What to do
From the entries, copy every line that carries the string "SystemRunner".

Excerpted data
+===+
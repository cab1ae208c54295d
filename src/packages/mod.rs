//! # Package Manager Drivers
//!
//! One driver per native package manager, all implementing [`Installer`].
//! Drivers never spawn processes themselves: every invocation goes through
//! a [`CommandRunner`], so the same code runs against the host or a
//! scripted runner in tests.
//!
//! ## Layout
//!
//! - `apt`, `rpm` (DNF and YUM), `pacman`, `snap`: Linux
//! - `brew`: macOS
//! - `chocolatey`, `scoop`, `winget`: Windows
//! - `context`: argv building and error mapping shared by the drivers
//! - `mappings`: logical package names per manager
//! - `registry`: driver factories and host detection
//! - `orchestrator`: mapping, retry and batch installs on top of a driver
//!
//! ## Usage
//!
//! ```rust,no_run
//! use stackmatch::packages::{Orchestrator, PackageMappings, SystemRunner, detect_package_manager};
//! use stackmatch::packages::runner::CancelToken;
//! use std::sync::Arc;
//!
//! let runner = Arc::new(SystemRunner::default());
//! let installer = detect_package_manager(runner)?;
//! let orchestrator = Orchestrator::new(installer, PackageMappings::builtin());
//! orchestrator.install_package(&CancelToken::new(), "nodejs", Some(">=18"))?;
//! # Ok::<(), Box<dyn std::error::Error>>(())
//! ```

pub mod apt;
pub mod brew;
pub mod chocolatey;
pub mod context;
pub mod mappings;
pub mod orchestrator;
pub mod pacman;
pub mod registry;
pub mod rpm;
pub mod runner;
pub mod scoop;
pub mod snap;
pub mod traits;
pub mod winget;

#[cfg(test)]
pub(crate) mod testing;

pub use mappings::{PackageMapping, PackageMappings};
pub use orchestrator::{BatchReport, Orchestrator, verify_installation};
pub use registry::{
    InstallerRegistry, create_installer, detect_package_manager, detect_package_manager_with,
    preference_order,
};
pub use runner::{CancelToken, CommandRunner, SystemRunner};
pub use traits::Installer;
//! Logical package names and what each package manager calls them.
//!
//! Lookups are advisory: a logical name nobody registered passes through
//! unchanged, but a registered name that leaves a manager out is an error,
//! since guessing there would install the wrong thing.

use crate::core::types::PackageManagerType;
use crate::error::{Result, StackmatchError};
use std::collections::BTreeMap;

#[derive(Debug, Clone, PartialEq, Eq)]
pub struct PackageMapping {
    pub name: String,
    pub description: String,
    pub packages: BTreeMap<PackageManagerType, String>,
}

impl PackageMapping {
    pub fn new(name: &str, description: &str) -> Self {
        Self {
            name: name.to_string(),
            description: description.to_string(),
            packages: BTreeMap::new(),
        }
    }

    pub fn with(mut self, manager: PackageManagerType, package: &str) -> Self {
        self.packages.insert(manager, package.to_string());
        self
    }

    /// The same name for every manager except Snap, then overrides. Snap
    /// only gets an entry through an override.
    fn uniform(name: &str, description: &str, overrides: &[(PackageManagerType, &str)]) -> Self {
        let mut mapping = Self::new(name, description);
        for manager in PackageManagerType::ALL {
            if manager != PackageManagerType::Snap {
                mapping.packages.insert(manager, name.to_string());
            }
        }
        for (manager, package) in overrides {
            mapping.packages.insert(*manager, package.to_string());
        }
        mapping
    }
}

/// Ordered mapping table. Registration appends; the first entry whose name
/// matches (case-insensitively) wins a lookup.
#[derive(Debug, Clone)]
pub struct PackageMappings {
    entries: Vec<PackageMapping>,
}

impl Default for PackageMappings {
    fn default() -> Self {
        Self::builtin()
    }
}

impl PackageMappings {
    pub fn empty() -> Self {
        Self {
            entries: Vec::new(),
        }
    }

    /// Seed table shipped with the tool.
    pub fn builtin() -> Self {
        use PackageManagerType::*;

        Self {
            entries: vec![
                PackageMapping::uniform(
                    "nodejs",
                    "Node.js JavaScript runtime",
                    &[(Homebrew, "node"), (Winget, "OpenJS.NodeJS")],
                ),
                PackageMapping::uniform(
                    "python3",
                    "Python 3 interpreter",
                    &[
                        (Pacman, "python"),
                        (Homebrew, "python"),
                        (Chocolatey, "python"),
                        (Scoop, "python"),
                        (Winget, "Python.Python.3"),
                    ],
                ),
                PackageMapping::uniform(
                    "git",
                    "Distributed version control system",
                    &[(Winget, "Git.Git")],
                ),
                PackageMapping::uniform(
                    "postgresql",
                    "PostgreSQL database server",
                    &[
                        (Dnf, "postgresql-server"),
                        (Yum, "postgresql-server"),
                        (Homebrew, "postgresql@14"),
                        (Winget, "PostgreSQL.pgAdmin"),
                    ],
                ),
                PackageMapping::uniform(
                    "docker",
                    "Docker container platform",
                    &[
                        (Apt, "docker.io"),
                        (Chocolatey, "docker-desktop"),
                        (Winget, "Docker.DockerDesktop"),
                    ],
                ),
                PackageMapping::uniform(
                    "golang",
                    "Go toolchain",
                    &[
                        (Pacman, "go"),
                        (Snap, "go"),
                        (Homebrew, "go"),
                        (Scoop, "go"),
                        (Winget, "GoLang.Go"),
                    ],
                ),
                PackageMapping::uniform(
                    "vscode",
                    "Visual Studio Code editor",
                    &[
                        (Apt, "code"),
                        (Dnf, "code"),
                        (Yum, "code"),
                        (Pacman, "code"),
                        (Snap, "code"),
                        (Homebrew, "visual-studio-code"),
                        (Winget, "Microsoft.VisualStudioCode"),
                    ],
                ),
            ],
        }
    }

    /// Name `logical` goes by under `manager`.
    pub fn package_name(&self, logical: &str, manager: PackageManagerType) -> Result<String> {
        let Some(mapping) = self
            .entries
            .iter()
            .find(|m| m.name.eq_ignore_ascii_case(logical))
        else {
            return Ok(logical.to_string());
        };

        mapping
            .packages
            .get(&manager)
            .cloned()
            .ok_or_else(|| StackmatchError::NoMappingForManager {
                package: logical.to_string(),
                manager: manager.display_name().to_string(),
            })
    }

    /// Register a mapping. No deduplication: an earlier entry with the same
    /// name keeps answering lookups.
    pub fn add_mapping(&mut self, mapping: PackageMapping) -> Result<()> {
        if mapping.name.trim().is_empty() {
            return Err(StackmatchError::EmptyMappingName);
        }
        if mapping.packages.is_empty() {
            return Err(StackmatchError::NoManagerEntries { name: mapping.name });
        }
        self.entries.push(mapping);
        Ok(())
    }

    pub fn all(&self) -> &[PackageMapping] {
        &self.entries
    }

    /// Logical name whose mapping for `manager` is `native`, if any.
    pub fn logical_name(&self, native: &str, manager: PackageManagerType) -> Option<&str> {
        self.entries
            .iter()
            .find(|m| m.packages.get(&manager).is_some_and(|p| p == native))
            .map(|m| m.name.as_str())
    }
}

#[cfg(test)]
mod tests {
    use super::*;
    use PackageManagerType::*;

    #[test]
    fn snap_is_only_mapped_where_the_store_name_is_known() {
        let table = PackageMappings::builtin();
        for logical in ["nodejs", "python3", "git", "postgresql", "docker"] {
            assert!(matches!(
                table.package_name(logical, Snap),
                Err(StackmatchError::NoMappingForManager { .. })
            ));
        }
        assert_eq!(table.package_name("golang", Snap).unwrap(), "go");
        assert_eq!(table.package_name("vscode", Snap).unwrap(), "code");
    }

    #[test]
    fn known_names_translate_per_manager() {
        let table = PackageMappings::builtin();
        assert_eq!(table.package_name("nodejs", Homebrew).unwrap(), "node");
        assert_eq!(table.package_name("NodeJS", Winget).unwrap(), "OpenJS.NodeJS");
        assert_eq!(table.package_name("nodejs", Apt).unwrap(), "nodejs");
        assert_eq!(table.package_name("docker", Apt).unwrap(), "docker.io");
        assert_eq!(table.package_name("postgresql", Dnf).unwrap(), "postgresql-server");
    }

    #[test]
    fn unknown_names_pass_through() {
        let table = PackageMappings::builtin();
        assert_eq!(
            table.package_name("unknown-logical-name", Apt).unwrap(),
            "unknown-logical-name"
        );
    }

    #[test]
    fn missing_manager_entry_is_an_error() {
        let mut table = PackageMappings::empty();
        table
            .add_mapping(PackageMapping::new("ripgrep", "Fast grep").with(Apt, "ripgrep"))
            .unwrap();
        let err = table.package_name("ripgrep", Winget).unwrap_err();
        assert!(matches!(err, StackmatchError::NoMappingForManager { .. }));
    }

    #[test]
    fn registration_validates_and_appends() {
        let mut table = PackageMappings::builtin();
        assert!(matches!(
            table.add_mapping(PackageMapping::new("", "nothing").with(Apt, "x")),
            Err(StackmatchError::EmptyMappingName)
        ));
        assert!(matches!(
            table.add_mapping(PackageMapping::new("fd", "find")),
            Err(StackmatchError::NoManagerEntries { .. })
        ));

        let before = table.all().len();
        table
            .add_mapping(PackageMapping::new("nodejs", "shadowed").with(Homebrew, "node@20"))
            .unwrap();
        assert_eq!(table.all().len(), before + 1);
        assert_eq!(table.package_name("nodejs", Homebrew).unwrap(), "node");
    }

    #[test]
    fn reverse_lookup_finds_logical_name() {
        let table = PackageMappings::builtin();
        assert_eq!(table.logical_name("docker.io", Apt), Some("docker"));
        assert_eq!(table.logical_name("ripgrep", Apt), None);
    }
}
+===+
Reply
//! use stackmatch::packages::{Orchestrator, PackageMappings, SystemRunner, detect_package_manager};
//! let runner = Arc::new(SystemRunner::default());
pub use runner::{CancelToken, CommandRunner, SystemRunner};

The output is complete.